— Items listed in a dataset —
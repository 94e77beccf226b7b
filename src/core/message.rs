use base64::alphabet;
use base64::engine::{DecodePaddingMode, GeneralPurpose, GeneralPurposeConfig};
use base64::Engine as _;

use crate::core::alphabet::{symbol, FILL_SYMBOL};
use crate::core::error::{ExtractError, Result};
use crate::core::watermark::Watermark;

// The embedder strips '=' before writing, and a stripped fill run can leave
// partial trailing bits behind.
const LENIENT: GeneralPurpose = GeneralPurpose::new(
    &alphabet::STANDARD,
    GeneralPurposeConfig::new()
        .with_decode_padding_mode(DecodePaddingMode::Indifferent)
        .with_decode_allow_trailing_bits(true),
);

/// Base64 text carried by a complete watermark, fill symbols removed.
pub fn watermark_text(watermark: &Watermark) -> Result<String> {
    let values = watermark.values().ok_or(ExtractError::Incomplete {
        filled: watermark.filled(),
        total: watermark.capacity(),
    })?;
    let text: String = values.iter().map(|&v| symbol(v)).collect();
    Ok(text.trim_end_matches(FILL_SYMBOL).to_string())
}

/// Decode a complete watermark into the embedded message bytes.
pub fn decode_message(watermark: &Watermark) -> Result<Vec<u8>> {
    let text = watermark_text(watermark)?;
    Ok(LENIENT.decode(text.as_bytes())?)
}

* * *

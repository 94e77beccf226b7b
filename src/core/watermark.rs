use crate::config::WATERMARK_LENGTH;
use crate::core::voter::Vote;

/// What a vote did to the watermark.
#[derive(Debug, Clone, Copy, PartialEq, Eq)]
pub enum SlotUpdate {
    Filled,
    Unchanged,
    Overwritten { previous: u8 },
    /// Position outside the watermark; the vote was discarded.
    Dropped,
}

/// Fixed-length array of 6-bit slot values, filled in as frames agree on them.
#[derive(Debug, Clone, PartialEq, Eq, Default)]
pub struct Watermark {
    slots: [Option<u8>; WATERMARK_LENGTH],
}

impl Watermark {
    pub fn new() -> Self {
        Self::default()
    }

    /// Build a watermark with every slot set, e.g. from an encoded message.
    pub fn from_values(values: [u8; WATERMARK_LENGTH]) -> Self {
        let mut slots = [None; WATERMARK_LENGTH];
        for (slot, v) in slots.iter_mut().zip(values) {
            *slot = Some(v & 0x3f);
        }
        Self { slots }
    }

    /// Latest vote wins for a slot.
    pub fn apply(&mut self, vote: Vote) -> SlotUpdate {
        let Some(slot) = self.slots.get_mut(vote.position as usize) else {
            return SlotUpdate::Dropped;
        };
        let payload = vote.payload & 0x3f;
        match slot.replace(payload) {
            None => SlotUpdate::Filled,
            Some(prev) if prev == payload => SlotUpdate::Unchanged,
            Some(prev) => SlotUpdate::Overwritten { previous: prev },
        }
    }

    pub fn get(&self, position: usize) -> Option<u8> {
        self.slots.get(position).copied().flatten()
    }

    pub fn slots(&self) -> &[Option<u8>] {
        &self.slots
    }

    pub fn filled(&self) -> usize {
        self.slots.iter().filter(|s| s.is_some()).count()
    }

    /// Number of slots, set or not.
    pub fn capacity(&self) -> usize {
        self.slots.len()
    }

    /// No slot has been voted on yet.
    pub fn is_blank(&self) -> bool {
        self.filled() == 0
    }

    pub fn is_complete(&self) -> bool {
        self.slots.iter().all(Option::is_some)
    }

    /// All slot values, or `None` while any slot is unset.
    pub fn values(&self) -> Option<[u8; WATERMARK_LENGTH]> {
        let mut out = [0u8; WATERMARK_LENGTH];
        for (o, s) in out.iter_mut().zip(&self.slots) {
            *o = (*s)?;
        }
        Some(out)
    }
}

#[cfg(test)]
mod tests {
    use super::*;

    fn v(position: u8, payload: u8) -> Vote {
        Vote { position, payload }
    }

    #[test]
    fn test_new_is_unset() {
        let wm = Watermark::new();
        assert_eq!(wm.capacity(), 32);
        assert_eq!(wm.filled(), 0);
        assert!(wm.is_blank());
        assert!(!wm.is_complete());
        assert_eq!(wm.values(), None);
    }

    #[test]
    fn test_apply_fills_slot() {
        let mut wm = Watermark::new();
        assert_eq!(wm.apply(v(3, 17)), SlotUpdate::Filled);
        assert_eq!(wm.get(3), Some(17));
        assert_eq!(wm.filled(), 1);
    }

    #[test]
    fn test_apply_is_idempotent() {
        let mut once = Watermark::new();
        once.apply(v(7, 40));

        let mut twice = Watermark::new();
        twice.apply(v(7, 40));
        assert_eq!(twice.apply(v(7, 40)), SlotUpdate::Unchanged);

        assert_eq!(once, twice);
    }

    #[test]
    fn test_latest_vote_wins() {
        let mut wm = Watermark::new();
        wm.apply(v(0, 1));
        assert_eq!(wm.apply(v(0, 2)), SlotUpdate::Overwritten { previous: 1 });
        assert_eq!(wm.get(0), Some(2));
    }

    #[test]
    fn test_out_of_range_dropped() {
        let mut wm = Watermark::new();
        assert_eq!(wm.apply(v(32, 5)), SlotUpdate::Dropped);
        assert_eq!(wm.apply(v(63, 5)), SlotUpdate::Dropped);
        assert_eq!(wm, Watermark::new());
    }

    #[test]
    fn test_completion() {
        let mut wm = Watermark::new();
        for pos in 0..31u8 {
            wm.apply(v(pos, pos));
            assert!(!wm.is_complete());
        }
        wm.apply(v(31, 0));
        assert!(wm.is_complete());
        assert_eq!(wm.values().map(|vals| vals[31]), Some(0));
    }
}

---

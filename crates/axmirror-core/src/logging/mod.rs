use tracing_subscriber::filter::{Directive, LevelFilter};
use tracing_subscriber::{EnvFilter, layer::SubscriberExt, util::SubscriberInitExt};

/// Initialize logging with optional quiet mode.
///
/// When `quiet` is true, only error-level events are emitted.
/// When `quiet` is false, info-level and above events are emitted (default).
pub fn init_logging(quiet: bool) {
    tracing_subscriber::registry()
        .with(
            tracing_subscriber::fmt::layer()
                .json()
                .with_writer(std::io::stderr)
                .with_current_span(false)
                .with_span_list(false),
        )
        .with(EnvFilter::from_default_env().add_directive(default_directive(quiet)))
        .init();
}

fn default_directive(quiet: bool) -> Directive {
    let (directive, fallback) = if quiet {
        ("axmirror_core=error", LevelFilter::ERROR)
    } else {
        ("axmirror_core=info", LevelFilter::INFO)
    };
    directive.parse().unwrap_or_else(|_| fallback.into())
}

— What this task involves —
The required output is every line above from the one with "self.slots.get(position).copied().flatten()" down to the one with "pub fn values(&self)", restated word for word, ends included.

— Solution to this task —
        self.slots.get(position).copied().flatten()
    }

    pub fn slots(&self) -> &[Option<u8>] {
        &self.slots
    }

    pub fn filled(&self) -> usize {
        self.slots.iter().filter(|s| s.is_some()).count()
    }

    /// Number of slots, set or not.
    pub fn capacity(&self) -> usize {
        self.slots.len()
    }

    /// No slot has been voted on yet.
    pub fn is_blank(&self) -> bool {
        self.filled() == 0
    }

    pub fn is_complete(&self) -> bool {
        self.slots.iter().all(Option::is_some)
    }

    /// All slot values, or `None` while any slot is unset.
    pub fn values(&self) -> Option<[u8; WATERMARK_LENGTH]> {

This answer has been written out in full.